• Problem to work on:
In the entries that follow, how many lines hold the string "first"? Give only that number.
[Records supplied Boundary: Start]
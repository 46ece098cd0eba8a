//! Pitch classes, modes, chord symbols, and frequency conversion.
//!
//! Shared by parameter derivation (spelling chord symbols in a key) and by
//! synthesis (voicing those symbols back into frequencies).

use serde::{Deserialize, Serialize};
use std::fmt;
use std::str::FromStr;

/// Concert pitch reference (A4).
pub const A4_FREQ: f64 = 440.0;

/// MIDI note number of A4.
pub const A4_MIDI: i32 = 69;

/// The twelve pitch classes, spelled with sharps.
#[derive(Debug, Clone, Copy, PartialEq, Eq, Hash, Serialize, Deserialize)]
pub enum PitchClass {
    #[serde(rename = "C")]
    C,
    #[serde(rename = "C#")]
    CSharp,
    #[serde(rename = "D")]
    D,
    #[serde(rename = "D#")]
    DSharp,
    #[serde(rename = "E")]
    E,
    #[serde(rename = "F")]
    F,
    #[serde(rename = "F#")]
    FSharp,
    #[serde(rename = "G")]
    G,
    #[serde(rename = "G#")]
    GSharp,
    #[serde(rename = "A")]
    A,
    #[serde(rename = "A#")]
    ASharp,
    #[serde(rename = "B")]
    B,
}

impl PitchClass {
    /// All pitch classes in chromatic order starting at C.
    pub const ALL: [PitchClass; 12] = [
        PitchClass::C,
        PitchClass::CSharp,
        PitchClass::D,
        PitchClass::DSharp,
        PitchClass::E,
        PitchClass::F,
        PitchClass::FSharp,
        PitchClass::G,
        PitchClass::GSharp,
        PitchClass::A,
        PitchClass::ASharp,
        PitchClass::B,
    ];

    /// Semitone offset above C (0-11).
    pub fn semitone(self) -> u8 {
        self as u8
    }

    /// Builds a pitch class from any semitone value (wraps modulo 12).
    pub fn from_semitone(semitone: i32) -> Self {
        Self::ALL[semitone.rem_euclid(12) as usize]
    }

    /// Transposes by a number of semitones.
    pub fn transpose(self, semitones: i32) -> Self {
        Self::from_semitone(self.semitone() as i32 + semitones)
    }

    /// Returns the sharp spelling ("C", "F#", ...).
    pub fn name(self) -> &'static str {
        match self {
            PitchClass::C => "C",
            PitchClass::CSharp => "C#",
            PitchClass::D => "D",
            PitchClass::DSharp => "D#",
            PitchClass::E => "E",
            PitchClass::F => "F",
            PitchClass::FSharp => "F#",
            PitchClass::G => "G",
            PitchClass::GSharp => "G#",
            PitchClass::A => "A",
            PitchClass::ASharp => "A#",
            PitchClass::B => "B",
        }
    }

    /// Parses a pitch class prefix from the start of `s`.
    ///
    /// Returns the pitch class and the number of bytes consumed. Accepts
    /// sharps (`#`) and flats (`b`).
    pub fn parse_prefix(s: &str) -> Option<(PitchClass, usize)> {
        let bytes = s.as_bytes();
        let base: i32 = match bytes.first()?.to_ascii_uppercase() {
            b'C' => 0,
            b'D' => 2,
            b'E' => 4,
            b'F' => 5,
            b'G' => 7,
            b'A' => 9,
            b'B' => 11,
            _ => return None,
        };
        match bytes.get(1) {
            Some(b'#') => Some((Self::from_semitone(base + 1), 2)),
            Some(b'b') => Some((Self::from_semitone(base - 1), 2)),
            _ => Some((Self::from_semitone(base), 1)),
        }
    }
}

impl fmt::Display for PitchClass {
    fn fmt(&self, f: &mut fmt::Formatter<'_>) -> fmt::Result {
        f.write_str(self.name())
    }
}

impl FromStr for PitchClass {
    type Err = TheoryError;

    fn from_str(s: &str) -> Result<Self, Self::Err> {
        let trimmed = s.trim();
        match Self::parse_prefix(trimmed) {
            Some((pc, consumed)) if consumed == trimmed.len() => Ok(pc),
            _ => Err(TheoryError::InvalidPitchClass(trimmed.to_string())),
        }
    }
}

/// Diatonic modes available to the derivation engine.
#[derive(Debug, Clone, Copy, PartialEq, Eq, Hash, Serialize, Deserialize)]
#[serde(rename_all = "snake_case")]
pub enum ScaleMode {
    Ionian,
    Dorian,
    Phrygian,
    Lydian,
    Mixolydian,
    Aeolian,
}

impl ScaleMode {
    /// All modes in table order.
    pub const ALL: [ScaleMode; 6] = [
        ScaleMode::Ionian,
        ScaleMode::Dorian,
        ScaleMode::Phrygian,
        ScaleMode::Lydian,
        ScaleMode::Mixolydian,
        ScaleMode::Aeolian,
    ];

    /// Semitone offsets of the seven scale degrees.
    pub fn intervals(self) -> [i32; 7] {
        match self {
            ScaleMode::Ionian => [0, 2, 4, 5, 7, 9, 11],
            ScaleMode::Dorian => [0, 2, 3, 5, 7, 9, 10],
            ScaleMode::Phrygian => [0, 1, 3, 5, 7, 8, 10],
            ScaleMode::Lydian => [0, 2, 4, 6, 7, 9, 11],
            ScaleMode::Mixolydian => [0, 2, 4, 5, 7, 9, 10],
            ScaleMode::Aeolian => [0, 2, 3, 5, 7, 8, 10],
        }
    }

    /// Human-readable name.
    pub fn name(self) -> &'static str {
        match self {
            ScaleMode::Ionian => "Ionian",
            ScaleMode::Dorian => "Dorian",
            ScaleMode::Phrygian => "Phrygian",
            ScaleMode::Lydian => "Lydian",
            ScaleMode::Mixolydian => "Mixolydian",
            ScaleMode::Aeolian => "Aeolian",
        }
    }

    /// Semitone offset of a 1-based scale degree; degrees wrap into higher octaves.
    ///
    /// Degree 8 is the octave, degree 0 and negative degrees walk downwards.
    pub fn degree_offset(self, degree: i32) -> i32 {
        let zero_based = degree.saturating_sub(1);
        let octave = zero_based.div_euclid(7);
        let step = zero_based.rem_euclid(7) as usize;
        octave.saturating_mul(12).saturating_add(self.intervals()[step])
    }
}

impl fmt::Display for ScaleMode {
    fn fmt(&self, f: &mut fmt::Formatter<'_>) -> fmt::Result {
        f.write_str(self.name())
    }
}

/// Chord qualities used by the pattern catalogue.
#[derive(Debug, Clone, Copy, PartialEq, Eq, Hash, Serialize, Deserialize)]
#[serde(rename_all = "snake_case")]
pub enum ChordQuality {
    Maj7,
    Min7,
    Dom7,
    Maj9,
    Min9,
    Dom9,
    Min11,
    Six,
    Sus2,
    HalfDim7,
}

impl ChordQuality {
    /// Symbol suffixes, longest first so parsing is greedy.
    const SUFFIXES: [(&'static str, ChordQuality); 10] = [
        ("maj9", ChordQuality::Maj9),
        ("maj7", ChordQuality::Maj7),
        ("m7b5", ChordQuality::HalfDim7),
        ("m11", ChordQuality::Min11),
        ("sus2", ChordQuality::Sus2),
        ("m9", ChordQuality::Min9),
        ("m7", ChordQuality::Min7),
        ("9", ChordQuality::Dom9),
        ("7", ChordQuality::Dom7),
        ("6", ChordQuality::Six),
    ];

    /// Symbol suffix ("maj7", "m9", ...).
    pub fn suffix(self) -> &'static str {
        Self::SUFFIXES
            .iter()
            .find(|(_, q)| *q == self)
            .map(|(s, _)| *s)
            .unwrap_or("")
    }

    /// Core chord tones in semitones above the root.
    pub fn intervals(self) -> &'static [i32] {
        match self {
            ChordQuality::Maj7 | ChordQuality::Maj9 => &[0, 4, 7, 11],
            ChordQuality::Min7 | ChordQuality::Min9 | ChordQuality::Min11 => &[0, 3, 7, 10],
            ChordQuality::Dom7 | ChordQuality::Dom9 => &[0, 4, 7, 10],
            ChordQuality::Six => &[0, 4, 7, 9],
            ChordQuality::Sus2 => &[0, 2, 7, 10],
            ChordQuality::HalfDim7 => &[0, 3, 6, 10],
        }
    }

    /// Upper extensions (9th, 11th) voiced when extended chords are enabled.
    pub fn extensions(self) -> &'static [i32] {
        match self {
            ChordQuality::Maj9 | ChordQuality::Min9 | ChordQuality::Dom9 => &[14],
            ChordQuality::Min11 => &[14, 17],
            ChordQuality::Maj7 | ChordQuality::Six => &[14],
            ChordQuality::Min7 => &[14, 17],
            ChordQuality::Dom7 | ChordQuality::Sus2 | ChordQuality::HalfDim7 => &[],
        }
    }
}

/// A parsed chord symbol.
#[derive(Debug, Clone, Copy, PartialEq, Eq)]
pub struct Chord {
    /// Chord root.
    pub root: PitchClass,
    /// Chord quality.
    pub quality: ChordQuality,
}

impl Chord {
    /// Creates a chord.
    pub fn new(root: PitchClass, quality: ChordQuality) -> Self {
        Self { root, quality }
    }

    /// Spells the chord as a symbol ("Cmaj7", "F#m9").
    pub fn symbol(&self) -> String {
        format!("{}{}", self.root.name(), self.quality.suffix())
    }

    /// Semitone offsets above the root, optionally including extensions.
    pub fn tones(&self, extended: bool) -> Vec<i32> {
        let mut tones = self.quality.intervals().to_vec();
        if extended {
            tones.extend_from_slice(self.quality.extensions());
        }
        tones
    }
}

impl fmt::Display for Chord {
    fn fmt(&self, f: &mut fmt::Formatter<'_>) -> fmt::Result {
        f.write_str(&self.symbol())
    }
}

impl FromStr for Chord {
    type Err = TheoryError;

    /// Parses a chord symbol like "Cmaj7", "Bbm9", or "F#7".
    fn from_str(s: &str) -> Result<Self, Self::Err> {
        let trimmed = s.trim();
        let (root, consumed) = PitchClass::parse_prefix(trimmed)
            .ok_or_else(|| TheoryError::InvalidChord(trimmed.to_string()))?;
        let rest = &trimmed[consumed..];
        ChordQuality::SUFFIXES
            .iter()
            .find(|(suffix, _)| *suffix == rest)
            .map(|(_, quality)| Chord::new(root, *quality))
            .ok_or_else(|| TheoryError::InvalidChord(trimmed.to_string()))
    }
}

/// Errors from parsing theory symbols.
#[derive(Debug, Clone, PartialEq, Eq, thiserror::Error)]
pub enum TheoryError {
    /// Not a valid pitch class name.
    #[error("invalid pitch class '{0}'")]
    InvalidPitchClass(String),
    /// Not a valid chord symbol.
    #[error("invalid chord symbol '{0}'")]
    InvalidChord(String),
}

/// Converts a MIDI note number to a frequency in Hz.
///
/// ```
/// use blocktape_spec::theory::midi_to_freq;
/// assert!((midi_to_freq(69) - 440.0).abs() < 1e-9);
/// assert!((midi_to_freq(57) - 220.0).abs() < 1e-9);
/// ```
pub fn midi_to_freq(midi: i32) -> f64 {
    A4_FREQ * 2.0_f64.powf((midi as f64 - A4_MIDI as f64) / 12.0)
}

/// MIDI note number of a pitch class in an octave (C4 = 60).
pub fn midi_note(pc: PitchClass, octave: i32) -> i32 {
    octave
        .saturating_add(1)
        .saturating_mul(12)
        .saturating_add(pc.semitone() as i32)
}

/// Frequency of a pitch class in an octave plus a semitone offset.
pub fn note_freq(pc: PitchClass, octave: i32, semitone_offset: i32) -> f64 {
    midi_to_freq(midi_note(pc, octave).saturating_add(semitone_offset))
}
[Records supplied Boundary: End]
• Output of the task:
2